Nous restons tous les trois figés à la fenêtre du bureau de Ted quand la limousine se gara dans l'allée. Nous échangeons ensuite un bref regard : l'un d'entre nous va devoir lui dire, mais personne n'en a réellement envie. Elle ne va pas comprendre, et nous le savons. Comment le pourrait-elle ? George ne lui disait jamais rien au sujet de ces choses-là. Il l'avait même envoyée en voyage quand tout ce remue méninges à commencer pour ne pas qu'elle puisse s'inquiéter.

---------- ☾ ----------- ☾ ----------- ☾ -----------

Il est près de minuit quand je descends au garage du manoir pour prendre ma moto restée ici et rentrer à la planque retrouver le reste de ma famille. La discussion avec Agnès n'a pas été simple du tout. Il y a eu beaucoup de larmes et de questions auxquelles nous n'avions pas forcément de réponses à lui apporter.

Quand je me gare avec ma moto devant la planque, Ora sort en trombe de la maison. Elle avance droit sur moi, la colère se lit sur son visage ainsi que de l'inquiétude. Je la connais assez pour deviner qu'elle est au courant de la raison de mon absence, et je suis persuadé que c'est grâce à cet abrutis de Matt qui n'aura pas su tenir sa langue.

Une fois à ma hauteur, je n'ai même pas le temps de prononcer le moindre mot que sa main s'abat violemment sur ma joue. Et ce n'est que lorsqu'elle est juste là, à quelques centimètres de moi que je remarque le rouge de ses yeux. Elle a pleuré.

— Sérieusement, t'en as d'autres des idées à la con comme ça, Jake ? Me hurle-t-elle dessus.

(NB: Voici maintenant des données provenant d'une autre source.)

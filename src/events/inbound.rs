//! Platform-neutral view of the updates the bots react to.

use teloxide::types::{Message, User};
use teloxide::utils::command::parse_command;

use crate::telegram::{ChatId, MessageId, UserId};

/// Who sent a message or joined a chat
#[derive(Debug, Clone, PartialEq)]
pub struct MemberInfo {
    pub user_id: UserId,
    pub display_name: String,
    pub username: Option<String>,
    pub is_bot: bool,
}

impl From<&User> for MemberInfo {
    fn from(user: &User) -> Self {
        Self {
            user_id: user.id,
            display_name: user.full_name(),
            username: user.username.clone(),
            is_bot: user.is_bot,
        }
    }
}

/// The message an event replies to
#[derive(Debug, Clone, PartialEq)]
pub struct ReplyTarget {
    pub message_id: MessageId,
    pub text: Option<String>,
    /// Author of the replied-to message, when Telegram reports one
    pub sender: Option<MemberInfo>,
}

impl From<&Message> for ReplyTarget {
    fn from(message: &Message) -> Self {
        Self {
            message_id: message.id,
            text: message.text().or_else(|| message.caption()).map(str::to_string),
            sender: message.from.as_ref().map(MemberInfo::from),
        }
    }
}

/// Where an event happened and who caused it
#[derive(Debug, Clone, PartialEq)]
pub struct MessageContext {
    pub chat_id: ChatId,
    pub chat_title: Option<String>,
    pub is_private: bool,
    pub message_id: MessageId,
    pub sender: MemberInfo,
    pub reply_to: Option<ReplyTarget>,
}

#[derive(Debug, Clone, PartialEq)]
pub struct JoinEvent {
    pub context: MessageContext,
    pub members: Vec<MemberInfo>,
}

#[derive(Debug, Clone, PartialEq)]
pub struct CommandEvent {
    pub context: MessageContext,
    /// Lowercased command name without the slash or `@bot` suffix
    pub name: String,
    pub args: Vec<String>,
}

#[derive(Debug, Clone, PartialEq)]
pub struct TextEvent {
    pub context: MessageContext,
    /// `None` for media and other non-text messages
    pub text: Option<String>,
}

#[derive(Debug, Clone, PartialEq)]
pub enum InboundEvent {
    Join(JoinEvent),
    Command(CommandEvent),
    Message(TextEvent),
}

impl InboundEvent {
    /// Convert a received message. Messages without a sender (channel
    /// posts) are dropped, and so are commands addressed to another bot.
    pub fn from_message(message: &Message, bot_name: &str) -> Option<Self> {
        let sender = MemberInfo::from(message.from.as_ref()?);
        let context = MessageContext {
            chat_id: message.chat.id,
            chat_title: message.chat.title().map(str::to_string),
            is_private: message.chat.is_private(),
            message_id: message.id,
            sender,
            reply_to: message.reply_to_message().map(ReplyTarget::from),
        };

        if let Some(members) = message.new_chat_members() {
            return Some(InboundEvent::Join(JoinEvent {
                context,
                members: members.iter().map(MemberInfo::from).collect(),
            }));
        }

        let text = message.text().map(str::to_string);
        if let Some(body) = text.as_deref().filter(|t| t.starts_with('/')) {
            let (name, args) = command_parts(body, bot_name)?;
            return Some(InboundEvent::Command(CommandEvent {
                context,
                name,
                args,
            }));
        }

        Some(InboundEvent::Message(TextEvent { context, text }))
    }

    pub fn context(&self) -> &MessageContext {
        match self {
            InboundEvent::Join(e) => &e.context,
            InboundEvent::Command(e) => &e.context,
            InboundEvent::Message(e) => &e.context,
        }
    }

    pub fn kind(&self) -> &'static str {
        match self {
            InboundEvent::Join(_) => "join",
            InboundEvent::Command(_) => "command",
            InboundEvent::Message(_) => "message",
        }
    }
}

/// `/Name@bot a b` becomes `("name", ["a", "b"])`
fn command_parts(text: &str, bot_name: &str) -> Option<(String, Vec<String>)> {
    let (name, args) = parse_command(text, bot_name)?;
    if name.is_empty() {
        return None;
    }
    Some((
        name.to_lowercase(),
        args.into_iter().map(str::to_string).collect(),
    ))
}
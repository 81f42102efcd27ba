pub mod inbound;
pub mod router;

pub use inbound::{
    CommandEvent, InboundEvent, JoinEvent, MemberInfo, MessageContext, ReplyTarget, TextEvent,
};
pub use router::{CommandRouter, Dispatch, Filter, Priority};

—Écoutes, je suis désolé. Mais j'ai fait ça pour toi, pour nous. Il fallait que toute cette guerre cesse pour que chacun puisse reprendre sa vie en main. Et si je ne t'ai rien dit c'est parce que je savais que tu aurais essayé de m'en empêcher.

— Bien sûr que j'aurais essayé, c'était une idée stupide et dangereuse. Tu aurais pu te faire tuer ! Rajoute Ora en élevant encore un peu plus la voix.

— Je sais, mais je sais aussi que je devais le faire, je devais agir.

— Je croyais qu'on ne se cachait plus rien toi et moi.

— Alors c'est ça, t'es en colère parce que je ne te l'avais pas dit. Mais c'est justement parce que je voulais te protéger que je ne t'ai pas tenue au courant. Je te connais et tu aurais voulu venir et il était hors de question que tu sois de nouveau en danger.

— Non, mon problème c'est que tu sois parti te mettre en danger. J'aurais pu te perdre aujourd'hui et nous n'aurions même pas pu nous dire au revoir. Je ne supporterais pas de te perdre. Et quand je me suis réveillée et que tu n'étais pas là, je t'ai cherché. Mais après que Matt m'ai dit ce que tu prévoyais de faire, j'ai passé le reste de la soirée complètement morte d'inquiétude à imaginer le pire.

Je me rends bien compte que sa colère est principalement dû au fait qu'elle ait eu peur pour moi. Je ne cherche pas plus longtemps, je sais qu'elle a besoin d'être rassurée. Je m'approche donc d'elle et la prends dans mes bras. Elle ne cherche même pas à en sortir. Je sens les battements affolés de son cœur contre ma poitrine ralentir. J'aime la sentir, là, à mes côtés, elle m'apaise et me rappelle que j'ai pris la bonne décision ce soir.

Au bout de quelques minutes, nous nous détachons l'un de l'autre puis nous retournons à l'intérieur. Nous ne rompons pas le contact pour autant car j'entrelace nos doigts.

— Je t'aime. Me dit-elle en arrivant au niveau de la porte d'entrée.

Je saisis son menton de mes doigts et l'embrasse passionnément, lui transmettant tout mon amour à son égard ainsi que tous mes espoirs.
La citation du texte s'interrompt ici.